AIM OF THE TASK |
Show each line of the records in which the word "written" occurs.

(Extracted data entries)

● ● ● ● ● ● ●

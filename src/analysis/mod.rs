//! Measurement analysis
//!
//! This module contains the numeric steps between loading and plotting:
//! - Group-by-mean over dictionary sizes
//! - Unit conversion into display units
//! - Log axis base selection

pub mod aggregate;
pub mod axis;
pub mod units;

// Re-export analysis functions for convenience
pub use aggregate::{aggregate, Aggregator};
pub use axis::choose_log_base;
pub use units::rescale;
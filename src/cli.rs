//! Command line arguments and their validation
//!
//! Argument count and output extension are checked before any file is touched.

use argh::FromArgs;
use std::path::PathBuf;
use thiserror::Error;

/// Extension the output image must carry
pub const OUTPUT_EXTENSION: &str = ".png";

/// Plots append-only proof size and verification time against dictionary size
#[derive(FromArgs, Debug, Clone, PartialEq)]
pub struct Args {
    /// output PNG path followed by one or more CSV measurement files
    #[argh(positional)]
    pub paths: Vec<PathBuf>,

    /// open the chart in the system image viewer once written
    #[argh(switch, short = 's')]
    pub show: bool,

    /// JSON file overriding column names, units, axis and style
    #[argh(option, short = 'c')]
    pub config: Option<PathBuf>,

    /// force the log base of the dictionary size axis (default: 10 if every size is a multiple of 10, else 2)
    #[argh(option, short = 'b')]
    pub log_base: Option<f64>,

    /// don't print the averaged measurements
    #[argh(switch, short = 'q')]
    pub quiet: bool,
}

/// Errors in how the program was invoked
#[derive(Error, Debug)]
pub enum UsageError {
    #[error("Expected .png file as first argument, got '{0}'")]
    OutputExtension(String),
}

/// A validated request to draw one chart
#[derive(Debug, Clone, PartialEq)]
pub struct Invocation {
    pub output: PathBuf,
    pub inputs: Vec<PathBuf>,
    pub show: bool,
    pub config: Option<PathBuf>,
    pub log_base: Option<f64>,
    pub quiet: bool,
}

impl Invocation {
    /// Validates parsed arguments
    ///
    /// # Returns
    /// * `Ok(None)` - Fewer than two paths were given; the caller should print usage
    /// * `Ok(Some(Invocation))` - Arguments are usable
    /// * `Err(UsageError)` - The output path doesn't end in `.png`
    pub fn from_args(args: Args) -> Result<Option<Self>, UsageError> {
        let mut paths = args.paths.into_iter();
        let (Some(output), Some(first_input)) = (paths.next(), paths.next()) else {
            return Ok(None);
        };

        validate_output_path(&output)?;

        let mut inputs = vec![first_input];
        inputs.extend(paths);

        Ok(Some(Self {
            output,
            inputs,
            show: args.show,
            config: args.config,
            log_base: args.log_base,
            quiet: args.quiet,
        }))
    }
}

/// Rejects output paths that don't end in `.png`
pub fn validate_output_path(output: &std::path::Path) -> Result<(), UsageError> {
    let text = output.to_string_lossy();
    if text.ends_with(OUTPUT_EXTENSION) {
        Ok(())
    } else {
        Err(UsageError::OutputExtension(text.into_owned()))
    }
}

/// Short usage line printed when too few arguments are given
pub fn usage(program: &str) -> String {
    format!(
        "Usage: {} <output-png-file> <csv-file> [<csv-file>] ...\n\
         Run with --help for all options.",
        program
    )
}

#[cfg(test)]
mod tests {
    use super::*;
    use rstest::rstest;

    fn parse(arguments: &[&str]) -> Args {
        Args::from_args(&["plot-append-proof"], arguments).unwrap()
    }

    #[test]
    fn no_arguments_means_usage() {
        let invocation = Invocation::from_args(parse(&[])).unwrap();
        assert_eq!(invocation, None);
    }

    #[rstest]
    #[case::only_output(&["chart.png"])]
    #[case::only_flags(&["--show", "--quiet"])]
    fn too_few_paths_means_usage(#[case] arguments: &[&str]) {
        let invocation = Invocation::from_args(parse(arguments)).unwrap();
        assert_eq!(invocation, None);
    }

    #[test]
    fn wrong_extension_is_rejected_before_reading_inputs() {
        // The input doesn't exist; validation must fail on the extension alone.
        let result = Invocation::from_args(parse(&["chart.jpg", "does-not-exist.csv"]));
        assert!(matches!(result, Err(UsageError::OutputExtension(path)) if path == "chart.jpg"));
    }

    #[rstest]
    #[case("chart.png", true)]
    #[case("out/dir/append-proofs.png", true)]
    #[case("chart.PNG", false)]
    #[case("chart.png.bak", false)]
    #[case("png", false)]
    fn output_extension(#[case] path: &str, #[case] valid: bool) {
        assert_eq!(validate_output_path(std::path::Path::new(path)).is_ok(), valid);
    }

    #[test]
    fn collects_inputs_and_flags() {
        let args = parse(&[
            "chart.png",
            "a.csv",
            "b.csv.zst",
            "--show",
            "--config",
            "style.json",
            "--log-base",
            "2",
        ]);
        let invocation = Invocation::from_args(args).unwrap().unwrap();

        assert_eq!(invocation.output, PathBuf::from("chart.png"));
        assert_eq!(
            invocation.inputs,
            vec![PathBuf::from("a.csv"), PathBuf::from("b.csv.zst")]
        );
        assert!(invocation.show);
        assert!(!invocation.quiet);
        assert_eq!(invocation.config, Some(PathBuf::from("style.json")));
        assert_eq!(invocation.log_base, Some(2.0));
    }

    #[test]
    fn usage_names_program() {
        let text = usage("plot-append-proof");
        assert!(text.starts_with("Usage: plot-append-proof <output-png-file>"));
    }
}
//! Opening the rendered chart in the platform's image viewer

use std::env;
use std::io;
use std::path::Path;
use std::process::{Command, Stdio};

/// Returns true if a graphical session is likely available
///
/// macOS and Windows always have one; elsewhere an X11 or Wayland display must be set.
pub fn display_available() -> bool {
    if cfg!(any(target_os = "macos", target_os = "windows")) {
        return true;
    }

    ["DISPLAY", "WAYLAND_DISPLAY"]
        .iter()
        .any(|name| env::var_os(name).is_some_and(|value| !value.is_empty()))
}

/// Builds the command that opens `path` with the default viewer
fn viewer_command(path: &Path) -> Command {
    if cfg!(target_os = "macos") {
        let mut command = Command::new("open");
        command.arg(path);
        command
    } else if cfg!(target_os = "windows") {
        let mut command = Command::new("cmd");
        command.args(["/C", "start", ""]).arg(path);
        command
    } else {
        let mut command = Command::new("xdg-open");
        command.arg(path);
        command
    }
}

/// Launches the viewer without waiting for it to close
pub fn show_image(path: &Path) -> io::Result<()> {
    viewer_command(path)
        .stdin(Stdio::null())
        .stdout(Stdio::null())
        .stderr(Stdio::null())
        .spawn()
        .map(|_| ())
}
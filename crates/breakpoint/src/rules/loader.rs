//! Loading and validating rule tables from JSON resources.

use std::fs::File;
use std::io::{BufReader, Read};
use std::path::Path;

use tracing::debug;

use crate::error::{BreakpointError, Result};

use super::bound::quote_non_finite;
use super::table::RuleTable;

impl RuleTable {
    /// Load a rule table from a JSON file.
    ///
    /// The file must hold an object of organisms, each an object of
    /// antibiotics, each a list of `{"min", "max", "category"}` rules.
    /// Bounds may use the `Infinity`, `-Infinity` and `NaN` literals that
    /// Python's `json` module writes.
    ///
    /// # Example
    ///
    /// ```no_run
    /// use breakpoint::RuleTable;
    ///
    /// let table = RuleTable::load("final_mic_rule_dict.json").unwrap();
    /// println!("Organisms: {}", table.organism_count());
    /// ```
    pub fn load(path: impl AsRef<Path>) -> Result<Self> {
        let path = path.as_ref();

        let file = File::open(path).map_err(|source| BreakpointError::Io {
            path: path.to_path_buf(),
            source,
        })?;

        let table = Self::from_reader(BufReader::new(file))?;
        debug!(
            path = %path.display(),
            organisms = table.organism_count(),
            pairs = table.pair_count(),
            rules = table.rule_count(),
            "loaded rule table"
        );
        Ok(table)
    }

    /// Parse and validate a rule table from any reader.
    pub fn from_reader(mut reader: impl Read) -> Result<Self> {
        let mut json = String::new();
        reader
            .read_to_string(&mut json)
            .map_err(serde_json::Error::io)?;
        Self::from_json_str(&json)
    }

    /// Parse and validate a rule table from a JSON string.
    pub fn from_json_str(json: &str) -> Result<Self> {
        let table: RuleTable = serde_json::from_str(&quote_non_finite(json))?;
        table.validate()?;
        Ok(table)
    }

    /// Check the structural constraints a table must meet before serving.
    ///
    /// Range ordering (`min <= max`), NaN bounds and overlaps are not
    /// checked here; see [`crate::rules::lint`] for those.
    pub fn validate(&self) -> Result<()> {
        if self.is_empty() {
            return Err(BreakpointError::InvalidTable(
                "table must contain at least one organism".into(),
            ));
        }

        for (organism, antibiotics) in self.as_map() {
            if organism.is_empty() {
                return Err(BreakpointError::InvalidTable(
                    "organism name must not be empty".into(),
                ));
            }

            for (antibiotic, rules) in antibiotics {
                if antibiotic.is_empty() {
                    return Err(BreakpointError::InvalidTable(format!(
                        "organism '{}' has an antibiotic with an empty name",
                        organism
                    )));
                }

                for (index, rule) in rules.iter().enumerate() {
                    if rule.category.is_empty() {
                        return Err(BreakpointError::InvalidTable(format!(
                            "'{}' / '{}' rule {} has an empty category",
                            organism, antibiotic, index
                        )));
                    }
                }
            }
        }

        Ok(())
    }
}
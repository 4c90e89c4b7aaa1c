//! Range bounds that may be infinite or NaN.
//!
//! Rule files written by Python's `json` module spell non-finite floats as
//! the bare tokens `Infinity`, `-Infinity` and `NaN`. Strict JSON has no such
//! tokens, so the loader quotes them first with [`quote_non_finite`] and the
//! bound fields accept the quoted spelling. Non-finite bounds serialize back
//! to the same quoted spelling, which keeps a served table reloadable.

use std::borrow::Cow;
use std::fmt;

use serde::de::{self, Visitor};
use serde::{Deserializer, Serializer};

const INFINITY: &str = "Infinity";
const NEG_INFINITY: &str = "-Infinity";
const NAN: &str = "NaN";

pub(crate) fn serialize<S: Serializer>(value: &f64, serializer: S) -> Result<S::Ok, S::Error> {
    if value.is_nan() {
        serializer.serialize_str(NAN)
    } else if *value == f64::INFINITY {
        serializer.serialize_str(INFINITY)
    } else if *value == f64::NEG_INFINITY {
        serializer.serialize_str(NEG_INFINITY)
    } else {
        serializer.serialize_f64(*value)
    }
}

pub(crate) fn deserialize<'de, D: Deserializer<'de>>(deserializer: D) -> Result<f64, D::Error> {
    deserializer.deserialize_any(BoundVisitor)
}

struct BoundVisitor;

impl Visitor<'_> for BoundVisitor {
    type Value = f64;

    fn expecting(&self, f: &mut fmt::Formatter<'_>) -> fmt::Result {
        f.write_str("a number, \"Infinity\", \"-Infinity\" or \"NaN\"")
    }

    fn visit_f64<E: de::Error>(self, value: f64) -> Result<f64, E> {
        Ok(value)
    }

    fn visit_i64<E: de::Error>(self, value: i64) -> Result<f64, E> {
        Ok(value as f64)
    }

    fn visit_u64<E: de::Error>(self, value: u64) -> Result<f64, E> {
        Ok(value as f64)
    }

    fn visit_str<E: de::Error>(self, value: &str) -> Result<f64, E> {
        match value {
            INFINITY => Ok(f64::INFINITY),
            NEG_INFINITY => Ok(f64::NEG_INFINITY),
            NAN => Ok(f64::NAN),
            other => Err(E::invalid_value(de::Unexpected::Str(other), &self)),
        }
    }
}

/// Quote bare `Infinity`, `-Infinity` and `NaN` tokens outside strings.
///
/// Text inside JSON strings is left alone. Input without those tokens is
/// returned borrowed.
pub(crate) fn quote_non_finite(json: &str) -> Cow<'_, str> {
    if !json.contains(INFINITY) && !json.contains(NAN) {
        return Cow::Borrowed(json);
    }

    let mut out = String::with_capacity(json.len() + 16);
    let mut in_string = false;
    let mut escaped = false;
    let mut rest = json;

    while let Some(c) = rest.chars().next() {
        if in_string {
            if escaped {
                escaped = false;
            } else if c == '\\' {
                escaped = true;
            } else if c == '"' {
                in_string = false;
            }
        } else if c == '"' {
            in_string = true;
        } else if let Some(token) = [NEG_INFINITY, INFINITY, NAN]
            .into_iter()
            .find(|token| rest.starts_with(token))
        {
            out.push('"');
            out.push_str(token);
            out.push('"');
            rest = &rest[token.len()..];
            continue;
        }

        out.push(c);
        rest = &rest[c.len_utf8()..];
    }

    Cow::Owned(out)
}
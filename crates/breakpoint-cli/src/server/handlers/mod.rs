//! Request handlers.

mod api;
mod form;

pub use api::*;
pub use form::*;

● ● ● ● ● ● ●

FINISHED TASK |
    /// open the chart in the system image viewer once written
//! Rule files written by Python's `json` module spell non-finite floats as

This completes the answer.